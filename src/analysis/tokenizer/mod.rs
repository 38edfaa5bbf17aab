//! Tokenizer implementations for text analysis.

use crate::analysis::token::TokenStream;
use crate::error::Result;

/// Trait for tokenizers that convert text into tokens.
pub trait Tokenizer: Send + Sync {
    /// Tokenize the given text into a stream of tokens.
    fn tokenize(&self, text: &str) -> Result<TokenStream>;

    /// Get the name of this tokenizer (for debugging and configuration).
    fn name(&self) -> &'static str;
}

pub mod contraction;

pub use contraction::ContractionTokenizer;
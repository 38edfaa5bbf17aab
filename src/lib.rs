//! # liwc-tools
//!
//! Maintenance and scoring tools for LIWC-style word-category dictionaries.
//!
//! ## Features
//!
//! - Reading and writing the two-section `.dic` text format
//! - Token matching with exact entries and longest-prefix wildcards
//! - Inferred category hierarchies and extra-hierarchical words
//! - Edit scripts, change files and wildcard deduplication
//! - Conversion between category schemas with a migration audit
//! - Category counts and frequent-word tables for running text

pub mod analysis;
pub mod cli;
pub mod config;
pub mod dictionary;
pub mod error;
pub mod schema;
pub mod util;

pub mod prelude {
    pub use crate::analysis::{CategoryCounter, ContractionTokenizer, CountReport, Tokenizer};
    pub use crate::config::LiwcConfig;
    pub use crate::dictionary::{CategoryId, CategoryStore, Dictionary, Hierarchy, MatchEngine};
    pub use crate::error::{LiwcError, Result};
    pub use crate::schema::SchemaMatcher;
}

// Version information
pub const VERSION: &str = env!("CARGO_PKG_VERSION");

○ ○ ○ ○ ○

**Exercise prompt:** The answer must consist of each line from the data that includes the string "with".

**Answer to the exercise:**
//! - Token matching with exact entries and longest-prefix wildcards
//! - Conversion between category schemas with a migration audit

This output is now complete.